**** Exercise input ****
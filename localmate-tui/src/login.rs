use anyhow::{bail, Context, Result};
use std::io::Write;

use crate::config::MateConfig;
use crate::session_store;

/// Interactive login: prompt for credentials, exchange them for a token and
/// save the session. The config language follows the account's stored
/// preference afterwards.
pub async fn run_login(config: &mut MateConfig) -> Result<()> {
    let username = prompt_line("Username: ")?;
    let password = rpassword::prompt_password("Password: ").context("Failed to read password")?;

    let session = match localmate_api::authenticate(&config.api_url, &username, &password).await {
        Ok(session) => session,
        Err(e) => bail!("{}", e),
    };

    config.language = session.language.clone();
    config.save()?;
    session_store::save_session(&session)?;

    println!("Logged in as {}.", session.username);
    Ok(())
}

/// Interactive registration. The confirmation password never leaves the
/// process; only the agreed fields are sent.
pub async fn run_register(config: &mut MateConfig) -> Result<()> {
    let username = prompt_line("Username: ")?;
    let password = rpassword::prompt_password("Password: ").context("Failed to read password")?;
    let confirmation =
        rpassword::prompt_password("Confirm password: ").context("Failed to read password")?;

    if password != confirmation {
        bail!("Passwords do not match");
    }

    let session =
        match localmate_api::register(&config.api_url, &username, &password, &config.language)
            .await
        {
            Ok(session) => session,
            Err(e) => bail!("{}", e),
        };

    config.language = session.language.clone();
    config.save()?;
    session_store::save_session(&session)?;

    println!("Account created. Logged in as {}.", session.username);
    Ok(())
}

fn prompt_line(prompt: &str) -> Result<String> {
    print!("{}", prompt);
    std::io::stdout().flush()?;

    let mut line = String::new();
    std::io::stdin()
        .read_line(&mut line)
        .context("Failed to read input")?;

    let trimmed = line.trim().to_string();
    if trimmed.is_empty() {
        bail!("Input must not be empty");
    }
    Ok(trimmed)
}
use crate::app::{App, View};
use crossterm::event::{KeyCode, KeyEvent, KeyModifiers};

use super::super::action_queue::{Action, ActionTx};
use super::enqueue_action;

pub(super) fn handle_add_task_key(key: KeyEvent, app: &mut App, action_tx: &ActionTx) {
    match key.code {
        KeyCode::Char('c') if key.modifiers.contains(KeyModifiers::CONTROL) => app.quit(),
        KeyCode::Esc => {
            app.current_view = View::Tasks;
        }
        KeyCode::Enter => {
            enqueue_action(action_tx, Action::CreateTask);
        }
        KeyCode::Tab | KeyCode::Down => app.add_task_form.next_field(),
        KeyCode::BackTab | KeyCode::Up => app.add_task_form.prev_field(),
        KeyCode::Left => app.add_task_form.focused_input_mut().move_left(),
        KeyCode::Right => app.add_task_form.focused_input_mut().move_right(),
        KeyCode::Backspace => app.add_task_form.focused_input_mut().backspace(),
        KeyCode::Char(c) if !key.modifiers.contains(KeyModifiers::CONTROL) => {
            app.add_task_form.focused_input_mut().insert(c);
        }
        _ => {}
    }
}

#[cfg(test)]
mod tests {
    use super::*;
    use crate::app::AddTaskField;
    use crate::i18n::Lang;

    use super::super::super::action_queue::channel;

    fn key(code: KeyCode) -> KeyEvent {
        KeyEvent::new(code, KeyModifiers::NONE)
    }

    #[test]
    fn typing_goes_to_the_focused_field() {
        let mut app = App::new(Lang::En);
        app.current_view = View::AddTask;
        let (tx, _rx) = channel();

        handle_add_task_key(key(KeyCode::Char('h')), &mut app, &tx);
        handle_add_task_key(key(KeyCode::Char('i')), &mut app, &tx);
        assert_eq!(app.add_task_form.title.value, "hi");

        handle_add_task_key(key(KeyCode::Tab), &mut app, &tx);
        assert_eq!(app.add_task_form.focused, AddTaskField::Description);
        handle_add_task_key(key(KeyCode::Char('x')), &mut app, &tx);
        assert_eq!(app.add_task_form.description.value, "x");
    }

    #[test]
    fn enter_submits_the_form() {
        let mut app = App::new(Lang::En);
        app.current_view = View::AddTask;
        let (tx, mut rx) = channel();
        handle_add_task_key(key(KeyCode::Enter), &mut app, &tx);
        assert_eq!(rx.try_recv().ok(), Some(Action::CreateTask));
    }
}
use super::*;
use crate::app::{tasks, Pane};
use crate::time_utils;
use localmate_api::domain::Task;

pub fn render_tasks_view(frame: &mut Frame, app: &App, body: Rect) {
    let panes = Layout::default()
        .direction(Direction::Horizontal)
        .margin(1)
        .constraints([Constraint::Percentage(50), Constraint::Percentage(50)])
        .split(body);

    render_pane(frame, panes[0], app, Pane::Today);
    render_pane(frame, panes[1], app, Pane::Pending);
}

fn render_pane(frame: &mut Frame, area: Rect, app: &App, pane: Pane) {
    let tasks = app.visible_tasks(pane);
    let is_focused = app.focused_pane == pane;
    let selected = match pane {
        Pane::Today => app.today_index,
        Pane::Pending => app.pending_index,
    };

    let (title_key, empty_key) = match pane {
        Pane::Today => ("today_tasks", "empty_today"),
        Pane::Pending => ("pending_tasks", "empty_pending"),
    };
    let title = format!(" {} ({}) ", app.text(title_key), tasks.len());

    let border_style = if is_focused {
        Style::default().fg(Color::Magenta)
    } else {
        Style::default().fg(Color::DarkGray)
    };
    let block = Block::default()
        .borders(Borders::ALL)
        .title(title)
        .title_alignment(utils::text_alignment(app.lang))
        .border_style(border_style)
        .padding(Padding::horizontal(1));

    if tasks.is_empty() {
        let empty = Paragraph::new(app.text(empty_key))
            .style(Style::default().fg(Color::DarkGray))
            .alignment(utils::text_alignment(app.lang))
            .block(block);
        frame.render_widget(empty, area);
        return;
    }

    let today = tasks::local_today();
    let items: Vec<ListItem> = tasks
        .iter()
        .enumerate()
        .map(|(i, task)| task_item(app, task, today, is_focused && i == selected))
        .collect();

    frame.render_widget(List::new(items).block(block), area);
}

fn task_item(app: &App, task: &Task, today: time::Date, is_selected: bool) -> ListItem<'static> {
    let checkbox = if task.is_completed { "[x] " } else { "[ ] " };
    let due = time_utils::format_due(task.due_date, app.lang);

    let title_style = if task.is_completed {
        Style::default()
            .fg(Color::DarkGray)
            .add_modifier(Modifier::CROSSED_OUT)
    } else if is_selected {
        Style::default().fg(Color::Yellow)
    } else {
        Style::default().fg(Color::White)
    };
    let due_style = if !task.is_completed && tasks::is_overdue(task.due_date, today) {
        Style::default().fg(Color::Red)
    } else {
        Style::default().fg(Color::DarkGray)
    };

    let marker = if is_selected { "› " } else { "  " };
    let mut spans = vec![
        Span::raw(marker.to_string()),
        Span::raw(checkbox.to_string()),
        Span::styled(task.title.clone(), title_style),
        Span::raw("  "),
        Span::styled(due, due_style),
    ];
    if app.lang.is_rtl() {
        spans.reverse();
    }

    let line = Line::from(spans).alignment(utils::text_alignment(app.lang));
    let mut lines = vec![line];
    if let Some(description) = &task.description {
        if !description.is_empty() {
            lines.push(
                Line::from(Span::styled(
                    format!("      {}", description),
                    Style::default().fg(Color::DarkGray),
                ))
                .alignment(utils::text_alignment(app.lang)),
            );
        }
    }

    ListItem::new(lines)
}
****
> **Task to carry out**: Pull every line containing "marker" out of the records.

> **Output for this task**:
    let marker = if is_selected { "› " } else { "  " };
        Span::raw(marker.to_string()),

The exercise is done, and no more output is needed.